Exercise: Copy each line of the data that has "Float" in it.

Material for this task:
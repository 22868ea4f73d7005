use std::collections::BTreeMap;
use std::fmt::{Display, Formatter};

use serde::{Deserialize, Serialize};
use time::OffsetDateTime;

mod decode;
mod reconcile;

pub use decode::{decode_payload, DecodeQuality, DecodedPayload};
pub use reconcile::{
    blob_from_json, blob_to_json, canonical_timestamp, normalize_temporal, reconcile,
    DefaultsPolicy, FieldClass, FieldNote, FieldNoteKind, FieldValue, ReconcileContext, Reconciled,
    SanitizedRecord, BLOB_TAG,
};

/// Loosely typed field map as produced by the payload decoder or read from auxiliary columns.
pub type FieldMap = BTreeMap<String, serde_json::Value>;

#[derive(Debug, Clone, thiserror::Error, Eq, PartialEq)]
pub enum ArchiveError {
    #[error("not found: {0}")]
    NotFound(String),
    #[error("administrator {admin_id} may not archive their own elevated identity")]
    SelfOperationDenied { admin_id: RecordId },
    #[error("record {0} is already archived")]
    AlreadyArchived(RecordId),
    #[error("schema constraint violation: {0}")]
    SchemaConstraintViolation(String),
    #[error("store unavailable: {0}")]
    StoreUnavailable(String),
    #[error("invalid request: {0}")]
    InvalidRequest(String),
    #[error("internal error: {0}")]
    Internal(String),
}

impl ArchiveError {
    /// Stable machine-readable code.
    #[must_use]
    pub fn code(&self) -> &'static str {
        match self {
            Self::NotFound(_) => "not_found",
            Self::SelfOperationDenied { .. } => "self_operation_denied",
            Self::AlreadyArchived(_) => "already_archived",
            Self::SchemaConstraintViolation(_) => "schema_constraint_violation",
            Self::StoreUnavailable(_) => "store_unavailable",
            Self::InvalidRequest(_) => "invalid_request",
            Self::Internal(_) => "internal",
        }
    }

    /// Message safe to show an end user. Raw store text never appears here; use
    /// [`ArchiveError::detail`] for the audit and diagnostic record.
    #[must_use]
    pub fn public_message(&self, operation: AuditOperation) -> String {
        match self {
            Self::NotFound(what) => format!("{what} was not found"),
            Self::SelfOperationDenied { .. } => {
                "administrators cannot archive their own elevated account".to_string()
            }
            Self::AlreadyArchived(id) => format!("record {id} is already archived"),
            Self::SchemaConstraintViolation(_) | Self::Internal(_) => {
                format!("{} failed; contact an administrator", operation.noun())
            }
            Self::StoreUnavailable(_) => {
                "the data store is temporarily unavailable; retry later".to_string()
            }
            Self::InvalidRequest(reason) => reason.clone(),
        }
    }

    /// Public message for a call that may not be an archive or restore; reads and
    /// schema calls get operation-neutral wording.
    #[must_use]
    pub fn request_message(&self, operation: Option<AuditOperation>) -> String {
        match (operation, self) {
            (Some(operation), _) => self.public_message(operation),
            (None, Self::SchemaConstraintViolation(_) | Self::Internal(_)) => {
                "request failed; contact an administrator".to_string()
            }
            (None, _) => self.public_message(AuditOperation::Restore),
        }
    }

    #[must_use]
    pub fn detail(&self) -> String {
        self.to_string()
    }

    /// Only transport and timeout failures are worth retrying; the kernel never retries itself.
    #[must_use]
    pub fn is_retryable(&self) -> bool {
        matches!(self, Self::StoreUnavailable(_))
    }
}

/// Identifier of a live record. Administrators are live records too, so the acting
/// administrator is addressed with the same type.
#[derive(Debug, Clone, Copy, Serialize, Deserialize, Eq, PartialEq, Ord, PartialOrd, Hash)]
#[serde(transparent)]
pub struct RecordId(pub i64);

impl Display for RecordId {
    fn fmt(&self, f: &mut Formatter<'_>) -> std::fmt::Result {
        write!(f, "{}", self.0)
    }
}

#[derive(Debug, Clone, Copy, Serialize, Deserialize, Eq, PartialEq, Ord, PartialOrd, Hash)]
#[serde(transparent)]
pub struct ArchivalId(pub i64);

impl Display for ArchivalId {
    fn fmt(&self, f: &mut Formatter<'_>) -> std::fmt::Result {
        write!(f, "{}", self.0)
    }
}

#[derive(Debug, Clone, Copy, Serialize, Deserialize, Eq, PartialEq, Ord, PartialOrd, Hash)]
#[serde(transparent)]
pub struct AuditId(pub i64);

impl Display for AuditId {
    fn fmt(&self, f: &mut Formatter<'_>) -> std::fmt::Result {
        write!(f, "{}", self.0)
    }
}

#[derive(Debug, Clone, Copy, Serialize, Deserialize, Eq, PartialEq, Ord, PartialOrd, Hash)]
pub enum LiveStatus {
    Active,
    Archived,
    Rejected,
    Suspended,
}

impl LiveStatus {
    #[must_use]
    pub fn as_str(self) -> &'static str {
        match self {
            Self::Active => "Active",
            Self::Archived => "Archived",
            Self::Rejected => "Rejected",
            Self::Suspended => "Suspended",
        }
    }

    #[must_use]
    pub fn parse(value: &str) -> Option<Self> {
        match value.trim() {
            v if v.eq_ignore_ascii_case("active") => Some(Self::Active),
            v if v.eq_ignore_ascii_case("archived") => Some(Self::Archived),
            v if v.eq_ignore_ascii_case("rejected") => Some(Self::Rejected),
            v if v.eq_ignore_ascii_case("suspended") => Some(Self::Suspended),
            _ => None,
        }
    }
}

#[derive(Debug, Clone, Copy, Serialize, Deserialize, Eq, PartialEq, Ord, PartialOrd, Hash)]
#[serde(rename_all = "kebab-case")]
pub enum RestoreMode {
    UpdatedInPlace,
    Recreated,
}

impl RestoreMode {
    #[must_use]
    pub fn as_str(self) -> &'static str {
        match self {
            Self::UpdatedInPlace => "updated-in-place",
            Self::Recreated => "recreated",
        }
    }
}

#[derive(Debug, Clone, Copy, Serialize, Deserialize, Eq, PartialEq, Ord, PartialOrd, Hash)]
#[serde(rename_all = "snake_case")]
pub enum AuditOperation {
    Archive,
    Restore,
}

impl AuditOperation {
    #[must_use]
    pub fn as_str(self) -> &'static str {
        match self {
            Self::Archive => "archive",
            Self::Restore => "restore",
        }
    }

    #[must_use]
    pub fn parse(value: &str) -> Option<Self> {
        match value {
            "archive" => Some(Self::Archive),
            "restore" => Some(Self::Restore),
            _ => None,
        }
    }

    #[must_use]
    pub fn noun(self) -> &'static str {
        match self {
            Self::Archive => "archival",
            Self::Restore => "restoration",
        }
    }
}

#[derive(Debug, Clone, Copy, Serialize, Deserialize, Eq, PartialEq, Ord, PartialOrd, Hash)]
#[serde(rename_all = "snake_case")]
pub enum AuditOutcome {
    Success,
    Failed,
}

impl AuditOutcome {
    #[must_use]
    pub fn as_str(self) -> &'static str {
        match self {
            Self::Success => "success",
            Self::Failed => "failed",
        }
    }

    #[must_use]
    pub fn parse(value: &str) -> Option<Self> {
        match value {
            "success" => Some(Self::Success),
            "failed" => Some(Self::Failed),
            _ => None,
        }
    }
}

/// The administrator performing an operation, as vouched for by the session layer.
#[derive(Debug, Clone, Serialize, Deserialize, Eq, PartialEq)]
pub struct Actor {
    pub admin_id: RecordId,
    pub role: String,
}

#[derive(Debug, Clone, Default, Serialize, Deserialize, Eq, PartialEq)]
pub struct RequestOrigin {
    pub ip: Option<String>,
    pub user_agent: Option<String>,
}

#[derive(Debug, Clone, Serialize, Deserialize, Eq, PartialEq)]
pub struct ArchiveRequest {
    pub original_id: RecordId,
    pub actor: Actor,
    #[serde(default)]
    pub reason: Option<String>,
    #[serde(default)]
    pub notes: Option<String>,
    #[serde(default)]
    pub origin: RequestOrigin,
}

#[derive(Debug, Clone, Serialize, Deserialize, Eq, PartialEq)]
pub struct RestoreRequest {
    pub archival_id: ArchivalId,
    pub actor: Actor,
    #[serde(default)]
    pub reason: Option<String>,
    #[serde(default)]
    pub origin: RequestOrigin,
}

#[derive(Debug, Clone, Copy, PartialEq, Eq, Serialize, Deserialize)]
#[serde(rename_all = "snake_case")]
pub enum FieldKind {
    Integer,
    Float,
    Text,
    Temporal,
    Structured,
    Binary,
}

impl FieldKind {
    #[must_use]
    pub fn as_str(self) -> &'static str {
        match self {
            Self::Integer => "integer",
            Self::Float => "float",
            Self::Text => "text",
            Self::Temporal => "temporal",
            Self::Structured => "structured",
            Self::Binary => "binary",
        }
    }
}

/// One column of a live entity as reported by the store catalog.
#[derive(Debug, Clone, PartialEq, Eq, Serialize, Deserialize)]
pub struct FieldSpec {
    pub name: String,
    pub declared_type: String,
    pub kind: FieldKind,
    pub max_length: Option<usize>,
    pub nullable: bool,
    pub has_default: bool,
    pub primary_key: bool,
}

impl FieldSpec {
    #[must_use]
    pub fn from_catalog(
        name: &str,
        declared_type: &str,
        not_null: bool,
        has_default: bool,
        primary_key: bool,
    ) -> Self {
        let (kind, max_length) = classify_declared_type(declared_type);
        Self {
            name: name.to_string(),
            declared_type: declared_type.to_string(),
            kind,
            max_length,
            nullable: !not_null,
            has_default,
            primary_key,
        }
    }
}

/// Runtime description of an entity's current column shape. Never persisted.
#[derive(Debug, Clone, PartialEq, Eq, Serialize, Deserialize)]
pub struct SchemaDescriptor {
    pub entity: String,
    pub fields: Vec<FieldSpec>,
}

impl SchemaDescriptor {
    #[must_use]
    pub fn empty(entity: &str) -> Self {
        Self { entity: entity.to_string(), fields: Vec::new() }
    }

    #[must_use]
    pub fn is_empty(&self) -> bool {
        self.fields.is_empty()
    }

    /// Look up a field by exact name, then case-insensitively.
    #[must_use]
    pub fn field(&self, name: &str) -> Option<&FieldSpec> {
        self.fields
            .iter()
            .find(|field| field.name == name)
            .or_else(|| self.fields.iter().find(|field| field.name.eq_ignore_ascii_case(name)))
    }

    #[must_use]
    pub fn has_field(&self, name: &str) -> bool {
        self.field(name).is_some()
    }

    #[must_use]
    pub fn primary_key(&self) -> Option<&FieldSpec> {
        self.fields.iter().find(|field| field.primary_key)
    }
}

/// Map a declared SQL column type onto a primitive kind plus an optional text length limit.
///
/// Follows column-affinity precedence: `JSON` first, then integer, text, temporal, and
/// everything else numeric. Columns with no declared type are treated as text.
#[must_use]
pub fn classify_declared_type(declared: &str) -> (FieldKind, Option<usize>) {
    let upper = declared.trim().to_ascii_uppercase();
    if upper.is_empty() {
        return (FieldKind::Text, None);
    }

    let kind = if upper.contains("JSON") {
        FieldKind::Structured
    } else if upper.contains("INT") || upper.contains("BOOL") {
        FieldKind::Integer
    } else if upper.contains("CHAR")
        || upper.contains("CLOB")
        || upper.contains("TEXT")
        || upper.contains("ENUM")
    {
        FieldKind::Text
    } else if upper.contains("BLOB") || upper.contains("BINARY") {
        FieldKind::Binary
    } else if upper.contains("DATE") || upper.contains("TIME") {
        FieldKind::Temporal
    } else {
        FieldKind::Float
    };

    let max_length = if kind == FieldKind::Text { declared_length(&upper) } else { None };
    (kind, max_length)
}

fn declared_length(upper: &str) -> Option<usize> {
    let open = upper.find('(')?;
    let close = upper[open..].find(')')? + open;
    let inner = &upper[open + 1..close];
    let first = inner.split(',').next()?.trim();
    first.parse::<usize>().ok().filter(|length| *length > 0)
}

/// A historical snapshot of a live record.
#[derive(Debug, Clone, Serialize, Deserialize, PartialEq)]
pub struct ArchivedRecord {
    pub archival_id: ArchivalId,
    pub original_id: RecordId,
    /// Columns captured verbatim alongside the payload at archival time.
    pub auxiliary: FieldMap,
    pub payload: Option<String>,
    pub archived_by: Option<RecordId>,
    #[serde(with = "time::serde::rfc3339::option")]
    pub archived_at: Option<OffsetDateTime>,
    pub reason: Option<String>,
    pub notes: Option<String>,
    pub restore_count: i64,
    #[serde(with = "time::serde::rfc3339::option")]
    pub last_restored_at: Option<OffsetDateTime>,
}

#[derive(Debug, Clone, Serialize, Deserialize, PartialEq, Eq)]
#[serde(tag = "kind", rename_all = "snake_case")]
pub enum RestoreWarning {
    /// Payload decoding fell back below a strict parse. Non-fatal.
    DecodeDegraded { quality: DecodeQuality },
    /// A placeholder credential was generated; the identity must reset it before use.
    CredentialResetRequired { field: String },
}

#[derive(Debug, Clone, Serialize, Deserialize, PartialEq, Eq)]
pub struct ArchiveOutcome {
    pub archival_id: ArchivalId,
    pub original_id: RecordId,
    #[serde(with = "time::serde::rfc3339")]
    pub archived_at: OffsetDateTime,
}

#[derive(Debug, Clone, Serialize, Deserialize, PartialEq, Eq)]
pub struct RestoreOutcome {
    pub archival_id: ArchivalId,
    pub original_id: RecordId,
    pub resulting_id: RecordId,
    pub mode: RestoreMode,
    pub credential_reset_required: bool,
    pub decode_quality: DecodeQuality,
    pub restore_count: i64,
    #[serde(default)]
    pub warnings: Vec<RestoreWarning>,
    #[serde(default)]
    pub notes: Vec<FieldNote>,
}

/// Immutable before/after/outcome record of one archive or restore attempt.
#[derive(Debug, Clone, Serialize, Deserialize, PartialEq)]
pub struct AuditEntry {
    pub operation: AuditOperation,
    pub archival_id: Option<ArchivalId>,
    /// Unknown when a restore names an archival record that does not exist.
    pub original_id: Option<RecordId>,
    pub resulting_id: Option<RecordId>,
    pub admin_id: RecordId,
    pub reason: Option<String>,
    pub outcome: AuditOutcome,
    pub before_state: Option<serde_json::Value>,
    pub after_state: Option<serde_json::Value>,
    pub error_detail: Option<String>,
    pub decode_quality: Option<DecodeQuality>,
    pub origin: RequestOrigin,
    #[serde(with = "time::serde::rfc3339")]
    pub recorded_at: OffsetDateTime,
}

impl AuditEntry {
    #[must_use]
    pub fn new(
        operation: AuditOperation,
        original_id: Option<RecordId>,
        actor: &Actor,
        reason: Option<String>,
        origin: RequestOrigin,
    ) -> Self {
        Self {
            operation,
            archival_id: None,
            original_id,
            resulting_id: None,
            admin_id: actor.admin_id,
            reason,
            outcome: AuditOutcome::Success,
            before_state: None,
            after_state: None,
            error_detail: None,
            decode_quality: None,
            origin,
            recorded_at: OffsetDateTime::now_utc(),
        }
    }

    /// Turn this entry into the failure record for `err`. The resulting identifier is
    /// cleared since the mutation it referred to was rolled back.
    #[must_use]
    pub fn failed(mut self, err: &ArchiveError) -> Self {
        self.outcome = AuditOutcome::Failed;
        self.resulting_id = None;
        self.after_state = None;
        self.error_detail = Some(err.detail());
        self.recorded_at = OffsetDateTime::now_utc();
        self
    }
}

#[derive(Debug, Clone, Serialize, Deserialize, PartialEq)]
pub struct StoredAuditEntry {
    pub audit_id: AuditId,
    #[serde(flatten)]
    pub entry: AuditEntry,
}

Answer to the exercise:
    Float,
            Self::Float => "float",
        FieldKind::Float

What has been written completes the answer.